EXTRACTED ENTRIES |

//! The page loop: render each page at `dpi / 72` and write `page_NNN.<ext>`.
//!
//! The source is taken by value, so the document is released when this
//! function returns, on success and on every error path alike.

use super::encode;
use super::source::PdfSource;
use crate::config::{OutputFormat, RasterConfig, MAX_PAGES};
use crate::error::Pdf2ImgError;
use tracing::info;

/// `page_{page_num:03}.{ext}` for a 1-based page number.
pub fn page_filename(page_num: usize, format: OutputFormat) -> String {
    format!("page_{page_num:03}.{}", format.extension())
}

/// Rasterise every page of `source` into `config.output_dir`.
///
/// # Returns
/// The written file names (not paths), in page order.
///
/// # Errors
/// - [`Pdf2ImgError::PageLimitExceeded`] when the document has more than
///   [`MAX_PAGES`] pages; nothing is written and the output directory is
///   not created.
/// - [`Pdf2ImgError::Encode`] when a page cannot be rendered or encoded.
///   Pages already written stay on disk.
/// - [`Pdf2ImgError::OutputWriteFailed`] for directory or file I/O errors.
pub fn rasterize_source<S: PdfSource>(
    source: S,
    config: &RasterConfig,
) -> Result<Vec<String>, Pdf2ImgError> {
    let total_pages = source.page_count();
    if total_pages > MAX_PAGES {
        return Err(Pdf2ImgError::PageLimitExceeded {
            pages: total_pages,
            limit: MAX_PAGES,
        });
    }

    std::fs::create_dir_all(&config.output_dir).map_err(|e| Pdf2ImgError::OutputWriteFailed {
        path: config.output_dir.clone(),
        source: e,
    })?;

    let scale = config.scale();
    info!(
        "Rasterising {} pages at {} DPI (scale {:.3})",
        total_pages, config.dpi, scale
    );
    if let Some(ref cb) = config.progress_callback {
        cb.on_rasterize_start(total_pages);
    }

    let mut files = Vec::with_capacity(total_pages);
    for index in 0..total_pages {
        let page_num = index + 1;
        let image = source.render_page(index, scale)?;

        let filename = page_filename(page_num, config.format);
        let path = config.output_dir.join(&filename);
        encode::write_page(&image, config.format, page_num, &path)?;

        info!("Converted page {}/{} -> {}", page_num, total_pages, filename);
        if let Some(ref cb) = config.progress_callback {
            cb.on_page_written(page_num, total_pages, &filename);
        }
        files.push(filename);
    }

    info!("Wrote {} images to {}", files.len(), config.output_dir.display());
    if let Some(ref cb) = config.progress_callback {
        cb.on_rasterize_complete(files.len());
    }

    Ok(files)
}

#[cfg(test)]
mod tests {
    use super::*;
    use crate::progress::RasterProgressCallback;
    use image::{DynamicImage, GenericImageView, Rgb, RgbImage};
    use std::cell::RefCell;
    use std::rc::Rc;
    use std::sync::{Arc, Mutex};

    /// In-memory document: every page is a 4×5 pt white rectangle.
    struct FakeSource {
        pages: usize,
        fail_at: Option<usize>,
        scales: Rc<RefCell<Vec<f32>>>,
        released: Rc<RefCell<bool>>,
    }

    impl FakeSource {
        fn new(pages: usize) -> Self {
            Self {
                pages,
                fail_at: None,
                scales: Rc::default(),
                released: Rc::default(),
            }
        }
    }

    impl PdfSource for FakeSource {
        fn page_count(&self) -> usize {
            self.pages
        }

        fn render_page(&self, index: usize, scale: f32) -> Result<DynamicImage, Pdf2ImgError> {
            if self.fail_at == Some(index) {
                return Err(Pdf2ImgError::Encode {
                    page: index + 1,
                    detail: "corrupt page object".into(),
                });
            }
            self.scales.borrow_mut().push(scale);
            let w = (4.0 * scale).round() as u32;
            let h = (5.0 * scale).round() as u32;
            Ok(DynamicImage::ImageRgb8(RgbImage::from_pixel(
                w,
                h,
                Rgb([255, 255, 255]),
            )))
        }
    }

    impl Drop for FakeSource {
        fn drop(&mut self) {
            *self.released.borrow_mut() = true;
        }
    }

    fn config_in(dir: &std::path::Path, format: OutputFormat, dpi: u32) -> RasterConfig {
        RasterConfig::builder()
            .output_dir(dir.join("images"))
            .format(format)
            .dpi(dpi)
            .build()
            .unwrap()
    }

    #[test]
    fn filenames_are_one_based_and_padded() {
        assert_eq!(page_filename(1, OutputFormat::Png), "page_001.png");
        assert_eq!(page_filename(42, OutputFormat::Jpg), "page_042.jpg");
        assert_eq!(page_filename(100, OutputFormat::Png), "page_100.png");
    }

    #[test]
    fn writes_one_file_per_page_in_order() {
        let tmp = tempfile::tempdir().unwrap();
        let config = config_in(tmp.path(), OutputFormat::Jpg, 150);

        let files = rasterize_source(FakeSource::new(3), &config).unwrap();

        assert_eq!(files, vec!["page_001.jpg", "page_002.jpg", "page_003.jpg"]);
        let mut on_disk: Vec<String> = std::fs::read_dir(&config.output_dir)
            .unwrap()
            .map(|e| e.unwrap().file_name().to_string_lossy().into_owned())
            .collect();
        on_disk.sort();
        assert_eq!(on_disk, files);
    }

    #[test]
    fn exactly_max_pages_is_allowed() {
        let tmp = tempfile::tempdir().unwrap();
        let config = config_in(tmp.path(), OutputFormat::Png, 72);

        let files = rasterize_source(FakeSource::new(MAX_PAGES), &config).unwrap();

        assert_eq!(files.len(), MAX_PAGES);
        assert_eq!(files.last().unwrap(), "page_100.png");
    }

    #[test]
    fn over_limit_writes_nothing_and_releases_source() {
        let tmp = tempfile::tempdir().unwrap();
        let config = config_in(tmp.path(), OutputFormat::Png, 200);
        let source = FakeSource::new(150);
        let released = Rc::clone(&source.released);
        let scales = Rc::clone(&source.scales);

        let err = rasterize_source(source, &config).unwrap_err();

        assert!(matches!(
            err,
            Pdf2ImgError::PageLimitExceeded {
                pages: 150,
                limit: 100
            }
        ));
        assert!(*released.borrow(), "document must be released");
        assert!(scales.borrow().is_empty(), "no page may be rendered");
        assert!(!config.output_dir.exists(), "output dir must not be created");
    }

    #[test]
    fn render_failure_keeps_earlier_pages_and_releases_source() {
        let tmp = tempfile::tempdir().unwrap();
        let config = config_in(tmp.path(), OutputFormat::Png, 72);
        let mut source = FakeSource::new(4);
        source.fail_at = Some(2);
        let released = Rc::clone(&source.released);

        let err = rasterize_source(source, &config).unwrap_err();

        assert!(matches!(err, Pdf2ImgError::Encode { page: 3, .. }));
        assert!(*released.borrow());
        assert!(config.output_dir.join("page_001.png").is_file());
        assert!(config.output_dir.join("page_002.png").is_file());
        assert!(!config.output_dir.join("page_003.png").exists());
    }

    #[test]
    fn scale_follows_dpi() {
        let tmp = tempfile::tempdir().unwrap();
        let source = FakeSource::new(2);
        let scales = Rc::clone(&source.scales);

        rasterize_source(source, &config_in(tmp.path(), OutputFormat::Png, 144)).unwrap();

        assert_eq!(*scales.borrow(), vec![2.0, 2.0]);
        let img = image::open(tmp.path().join("images/page_001.png")).unwrap();
        assert_eq!(img.dimensions(), (8, 10));
    }

    #[test]
    fn existing_output_dir_is_fine() {
        let tmp = tempfile::tempdir().unwrap();
        let config = config_in(tmp.path(), OutputFormat::Png, 72);
        std::fs::create_dir_all(&config.output_dir).unwrap();
        std::fs::write(config.output_dir.join("keep.txt"), b"x").unwrap();

        rasterize_source(FakeSource::new(1), &config).unwrap();

        assert!(config.output_dir.join("keep.txt").is_file());
        assert!(config.output_dir.join("page_001.png").is_file());
    }

    #[test]
    fn nested_output_dir_is_created() {
        let tmp = tempfile::tempdir().unwrap();
        let config = RasterConfig::builder()
            .output_dir(tmp.path().join("a/b/c"))
            .dpi(72)
            .build()
            .unwrap();

        rasterize_source(FakeSource::new(1), &config).unwrap();
        assert!(tmp.path().join("a/b/c/page_001.png").is_file());
    }

    #[test]
    fn progress_events_fire_per_page() {
        #[derive(Default)]
        struct Log(Mutex<Vec<String>>);
        impl RasterProgressCallback for Log {
            fn on_rasterize_start(&self, total: usize) {
                self.0.lock().unwrap().push(format!("start {total}"));
            }
            fn on_page_written(&self, n: usize, total: usize, filename: &str) {
                self.0.lock().unwrap().push(format!("{n}/{total} {filename}"));
            }
            fn on_rasterize_complete(&self, written: usize) {
                self.0.lock().unwrap().push(format!("done {written}"));
            }
        }

        let tmp = tempfile::tempdir().unwrap();
        let log = Arc::new(Log::default());
        let config = RasterConfig::builder()
            .output_dir(tmp.path())
            .dpi(72)
            .progress_callback(log.clone())
            .build()
            .unwrap();

        rasterize_source(FakeSource::new(2), &config).unwrap();

        assert_eq!(
            *log.0.lock().unwrap(),
            vec!["start 2", "1/2 page_001.png", "2/2 page_002.png", "done 2"]
        );
    }
}
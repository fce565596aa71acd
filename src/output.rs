//! Result types returned by the rasteriser, the archiver and `inspect`.

use crate::config::OutputFormat;
use serde::{Deserialize, Serialize};
use std::path::PathBuf;

/// Outcome of a successful rasterisation run.
#[derive(Debug, Clone, Serialize, Deserialize)]
pub struct RasterOutput {
    /// Base names of the written files, in page order.
    pub files: Vec<String>,
    /// Directory the files were written to.
    pub output_dir: PathBuf,
    pub format: OutputFormat,
    pub dpi: u32,
    /// Render scale applied on both axes (`dpi / 72`).
    pub scale: f32,
    /// Pages in the source document (equals `files.len()`).
    pub page_count: usize,
    pub render_duration_ms: u64,
}

impl RasterOutput {
    /// First `n` file names joined with `", "`, with `...` appended when
    /// more files exist.
    pub fn preview(&self, n: usize) -> String {
        let shown = self.files.iter().take(n).cloned().collect::<Vec<_>>().join(", ");
        if self.files.len() > n {
            format!("{shown}...")
        } else {
            shown
        }
    }
}

/// Outcome of a successful archive run.
#[derive(Debug, Clone, Serialize, Deserialize)]
pub struct ArchiveSummary {
    /// Archive file written.
    pub path: PathBuf,
    /// Entry names in archive order (sorted).
    pub entries: Vec<String>,
    pub entry_count: usize,
    /// Size of the finished archive on disk.
    pub byte_size: u64,
}

impl ArchiveSummary {
    /// Archive size in MiB.
    pub fn size_mb(&self) -> f64 {
        self.byte_size as f64 / (1024.0 * 1024.0)
    }
}

/// PDF document metadata, read without rendering any page.
#[derive(Debug, Clone, Default, Serialize, Deserialize)]
pub struct DocumentMetadata {
    pub title: Option<String>,
    pub author: Option<String>,
    pub subject: Option<String>,
    pub creator: Option<String>,
    pub producer: Option<String>,
    pub creation_date: Option<String>,
    pub modification_date: Option<String>,
    pub page_count: usize,
    pub pdf_version: String,
}

#[cfg(test)]
mod tests {
    use super::*;

    fn output_with(n: usize) -> RasterOutput {
        RasterOutput {
            files: (1..=n).map(|i| format!("page_{i:03}.png")).collect(),
            output_dir: "images".into(),
            format: OutputFormat::Png,
            dpi: 200,
            scale: 200.0 / 72.0,
            page_count: n,
            render_duration_ms: 0,
        }
    }

    #[test]
    fn preview_short_list_has_no_ellipsis() {
        assert_eq!(output_with(2).preview(5), "page_001.png, page_002.png");
        assert_eq!(output_with(5).preview(5).matches(", ").count(), 4);
        assert!(!output_with(5).preview(5).ends_with("..."));
    }

    #[test]
    fn preview_truncates_after_five() {
        let p = output_with(7).preview(5);
        assert!(p.starts_with("page_001.png, "));
        assert!(p.ends_with("page_005.png..."), "got: {p}");
        assert!(!p.contains("page_006"));
    }

    #[test]
    fn size_mb() {
        let s = ArchiveSummary {
            path: "images.zip".into(),
            entries: vec![],
            entry_count: 0,
            byte_size: 3 * 1024 * 1024 / 2,
        };
        assert_eq!(s.size_mb(), 1.5);
    }

    #[test]
    fn output_serialises_format_lowercase() {
        let json = serde_json::to_string(&output_with(1)).unwrap();
        assert!(json.contains("\"format\":\"png\""), "got: {json}");
    }
}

HOW TO COMPLETE THIS TASK |
Return nothing but the lines from the first line of the listing through the line with "page_num, total_pages, filename);", please, keeping every one of them unchanged.

PROBLEM SOLUTION |
//! The page loop: render each page at `dpi / 72` and write `page_NNN.<ext>`.
//!
//! The source is taken by value, so the document is released when this
//! function returns, on success and on every error path alike.

use super::encode;
use super::source::PdfSource;
use crate::config::{OutputFormat, RasterConfig, MAX_PAGES};
use crate::error::Pdf2ImgError;
use tracing::info;

/// `page_{page_num:03}.{ext}` for a 1-based page number.
pub fn page_filename(page_num: usize, format: OutputFormat) -> String {
    format!("page_{page_num:03}.{}", format.extension())
}

/// Rasterise every page of `source` into `config.output_dir`.
///
/// # Returns
/// The written file names (not paths), in page order.
///
/// # Errors
/// - [`Pdf2ImgError::PageLimitExceeded`] when the document has more than
///   [`MAX_PAGES`] pages; nothing is written and the output directory is
///   not created.
/// - [`Pdf2ImgError::Encode`] when a page cannot be rendered or encoded.
///   Pages already written stay on disk.
/// - [`Pdf2ImgError::OutputWriteFailed`] for directory or file I/O errors.
pub fn rasterize_source<S: PdfSource>(
    source: S,
    config: &RasterConfig,
) -> Result<Vec<String>, Pdf2ImgError> {
    let total_pages = source.page_count();
    if total_pages > MAX_PAGES {
        return Err(Pdf2ImgError::PageLimitExceeded {
            pages: total_pages,
            limit: MAX_PAGES,
        });
    }

    std::fs::create_dir_all(&config.output_dir).map_err(|e| Pdf2ImgError::OutputWriteFailed {
        path: config.output_dir.clone(),
        source: e,
    })?;

    let scale = config.scale();
    info!(
        "Rasterising {} pages at {} DPI (scale {:.3})",
        total_pages, config.dpi, scale
    );
    if let Some(ref cb) = config.progress_callback {
        cb.on_rasterize_start(total_pages);
    }

    let mut files = Vec::with_capacity(total_pages);
    for index in 0..total_pages {
        let page_num = index + 1;
        let image = source.render_page(index, scale)?;

        let filename = page_filename(page_num, config.format);
        let path = config.output_dir.join(&filename);
        encode::write_page(&image, config.format, page_num, &path)?;

        info!("Converted page {}/{} -> {}", page_num, total_pages, filename);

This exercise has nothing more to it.